While you’re only able to go a few days back to track twitter’s entire public database, you can search the contents of specific accounts dating back much further, depending on how frequently they tweet. To attempt to proxy some the fan reaction to some of the Devils news, I thought it’d be best if I used twitter accounts dedicated exclusively to Devils news. I figured that our own twitter — @AATJerseyBlog — would be a prime candidate for such an experiment. To ensure that there isn’t some bias about how we, in particular, covered the Devils, I included two other Devils blogs in the study. Whereas the first time, I grouped everything by day because there were plenty of daily tweets to aggregate, this time I’m only using 3 accounts so I averaged the positivity percent of each week (thin lines) and then loess-smoothed the results (thick line).

The Hynes firing seemed to somewhat stem the tide of creeping pessimism that had plagued the Devils all year. These blogs had some unique characteristics in how they had handled the news as well. You can see that DevilsArmyBlog was getting pretty monotonically getting more and more depressed (totally understandable) until the Hynes firing bandaged the wound. Our own lovely blog had somewhat plateaued and was more recently thrilled with ... something.

The Big Point

Why look into this at all? Hockey is a business. And you have to think that there’s a limit to how much people can hate-watch games and hate-buy tickets. In other words, it’d be nice to keep your fans happy. If your customers are consistently unhappy, your business becomes less viable. And when the business isn’t viable, people get fired. Hynes’s firing may have offered some temporary fleeting relief, but it increasingly feels to many like this is a level of ineptitude that could swallow up Shero as well.

I’ll allow you all to discuss this a little more in the comments, but I’ll preface this by saying that it’s difficult to fault Shero for many of his paper moves. He’s won a lot of trades, avoided bad contracts, and put a team together that many of us were excited about heading into the season. That said — it’s fair to be concerned about the complete impotence of the Binghamton team, the repeated inability to find a viable top 1 defender after multiple attempts, and his refusal to address a glaringly obvious problem at the goaltender position for years.
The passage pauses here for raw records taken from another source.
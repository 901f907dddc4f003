//! Command line front end for permission clauses and catalogs.
//!
//! The `permission-check` binary evaluates a single clause against a set
//! of roles, prints the compiled reverse Polish form of a clause, or lists
//! the targets of a catalog definition a principal may access.
//!
//! # Configuration
//!
//! - `PERMISSION_CHECK_LOG_LEVEL`: Log verbosity (trace, debug, info, warn,
//!   error)
//! - `PERMISSION_CHECK_CATALOG`: Catalog definition used when the `catalog`
//!   command is given no path

pub mod cli;
pub mod config;
pub mod error;
pub mod logging;
mod output;
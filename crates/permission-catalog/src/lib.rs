//! Catalogs pairing target identifiers with the permission clauses that
//! guard them.
//!
//! A catalog answers one question: given the caller's roles, which targets
//! may be shown? Each entry is evaluated independently, so a malformed
//! clause only hides its own target.

mod catalog;
mod error;
mod load;

pub use catalog::{PermissionCatalog, PermissionEntry, PermissionsCatalog};
pub use error::CatalogError;
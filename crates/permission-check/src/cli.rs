//! Command dispatch for the `permission-check` entrypoint.

use std::io::Write;
use std::path::PathBuf;

use clap::{Args, Parser, Subcommand};
use eyre::Result;
use permission_catalog::{PermissionCatalog, PermissionsCatalog};
use permission_clause::{PermissionClause, RoleSet};
use tracing::{debug, info};

use crate::config::{CheckConfig, LogLevel};
use crate::error::CheckError;
use crate::output::{
    write_diagnostic, write_rpn, write_target, write_target_verdict, write_verdict,
};

/// Evaluate permission clauses and catalogs against a set of roles.
#[derive(Parser, Debug)]
#[command(name = "permission-check", version, about)]
pub struct Cli {
    /// Log level (trace, debug, info, warn, error).
    #[arg(long, global = true)]
    pub log_level: Option<LogLevel>,
    /// Command to run.
    #[command(subcommand)]
    pub command: Command,
}

/// Supported commands.
#[derive(Subcommand, Debug)]
pub enum Command {
    /// Evaluate a clause; exits with status 1 when access is denied.
    Eval(EvalArgs),
    /// Print a clause in reverse Polish notation.
    Rpn {
        /// Clause to compile.
        clause: String,
    },
    /// List the catalog targets the given roles may access.
    Catalog(CatalogArgs),
}

/// Arguments for the `eval` command.
#[derive(Args, Debug)]
pub struct EvalArgs {
    /// Clause to evaluate.
    pub clause: String,
    /// Role held by the principal; repeat for several roles.
    #[arg(short, long = "role")]
    pub roles: Vec<String>,
    /// Also print the compiled clause and any failure.
    #[arg(long)]
    pub explain: bool,
}

/// Arguments for the `catalog` command.
#[derive(Args, Debug)]
pub struct CatalogArgs {
    /// Catalog definition; defaults to `PERMISSION_CHECK_CATALOG`.
    pub path: Option<PathBuf>,
    /// Role held by the principal; repeat for several roles.
    #[arg(short, long = "role")]
    pub roles: Vec<String>,
    /// Print every target with its verdict instead of only permitted ones.
    #[arg(long)]
    pub explain: bool,
}

/// Result of a successfully executed command.
#[derive(Debug, Clone, Copy, PartialEq, Eq)]
pub enum Outcome {
    /// The command completed and, for `eval`, access was granted.
    Success,
    /// `eval` completed and access was denied.
    Denied,
}

impl Cli {
    /// Fold the command line overrides into `config`.
    #[must_use]
    pub fn configure(&self, config: CheckConfig) -> CheckConfig {
        let catalog = match &self.command {
            Command::Catalog(args) => args.path.clone(),
            Command::Eval(_) | Command::Rpn { .. } => None,
        };
        config.apply_overrides(self.log_level, catalog)
    }
}

/// Run `command`, writing its report to `out`.
///
/// # Errors
///
/// Returns an error when a clause passed to `rpn` fails to compile, when
/// the catalog cannot be located or loaded, or when writing fails.
pub fn run(command: &Command, config: &CheckConfig, out: &mut dyn Write) -> Result<Outcome> {
    match command {
        Command::Eval(args) => handle_eval(args, out),
        Command::Rpn { clause } => handle_rpn(clause, out),
        Command::Catalog(args) => handle_catalog(args, config, out),
    }
}

fn handle_eval(args: &EvalArgs, out: &mut dyn Write) -> Result<Outcome> {
    let clause = PermissionClause::new(args.clause.as_str());
    let roles: RoleSet = args.roles.iter().cloned().collect();
    let verdict = clause.verdict(&roles);
    debug!(clause = %clause, permitted = verdict.permitted, "evaluated clause");

    write_verdict(out, &verdict)?;
    if args.explain {
        if let Ok(rpn) = clause.compile() {
            write_rpn(out, rpn.as_ref())?;
        }
        write_diagnostic(out, &verdict)?;
    }
    Ok(if verdict.is_permitted() {
        Outcome::Success
    } else {
        Outcome::Denied
    })
}

fn handle_rpn(clause: &str, out: &mut dyn Write) -> Result<Outcome> {
    let rpn = PermissionClause::new(clause)
        .compile()
        .map_err(CheckError::from)?;
    write_rpn(out, rpn.as_ref())?;
    Ok(Outcome::Success)
}

fn handle_catalog(
    args: &CatalogArgs,
    config: &CheckConfig,
    out: &mut dyn Write,
) -> Result<Outcome> {
    let path = config.catalog_path()?;
    let catalog = PermissionCatalog::load(path).map_err(CheckError::from)?;
    info!(path = %path.display(), entries = catalog.len(), "loaded catalog");

    let roles: RoleSet = args.roles.iter().cloned().collect();
    if args.explain {
        for (target, verdict) in catalog.verdicts(&roles) {
            write_target_verdict(out, target, &verdict)?;
        }
    } else {
        for target in catalog.permitted_targets(&roles) {
            write_target(out, &target)?;
        }
    }
    Ok(Outcome::Success)
}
At the time of this writing, the Devils are losing 2-0 against the Stars in the 2nd period, getting outshot 21-4, and not looking particularly likely to stop sucking anytime soon. So, that graph you saw at the beginning of this piece is likely to keep getting worse, and the situation for Shero is going to get more and more precarious. If you’d like to see some specific complaints surrounding the organization as a whole, stay tuned for Jeff’s incoming post, and check out the responses to his tweet in the meantime.

Now, I can’t imagine that someone with Shero’s acquisition record will get canned before getting a second shot at addressing the head coaching position. But if he swings and misses, it seems possible he won’t get even one more season of ineptitude under a new coach without his seat’s temperature needing 3 digits. Something in the organization — NHL, AHL, development, etc. — needs to show promise, or the motivation to keep the GM that’s presided over seemingly-perpetual failure will dwindle. And I’ll probably map every minute of it.

Your thoughts

I’d like to hear what you guys think about this type of analysis. How dumb is looking at sentiments of tweets? If you don’t think it’s dumb, do you have suggestions on other types of things to look into or different ways to research this topic? Is there some other way you think it should be done?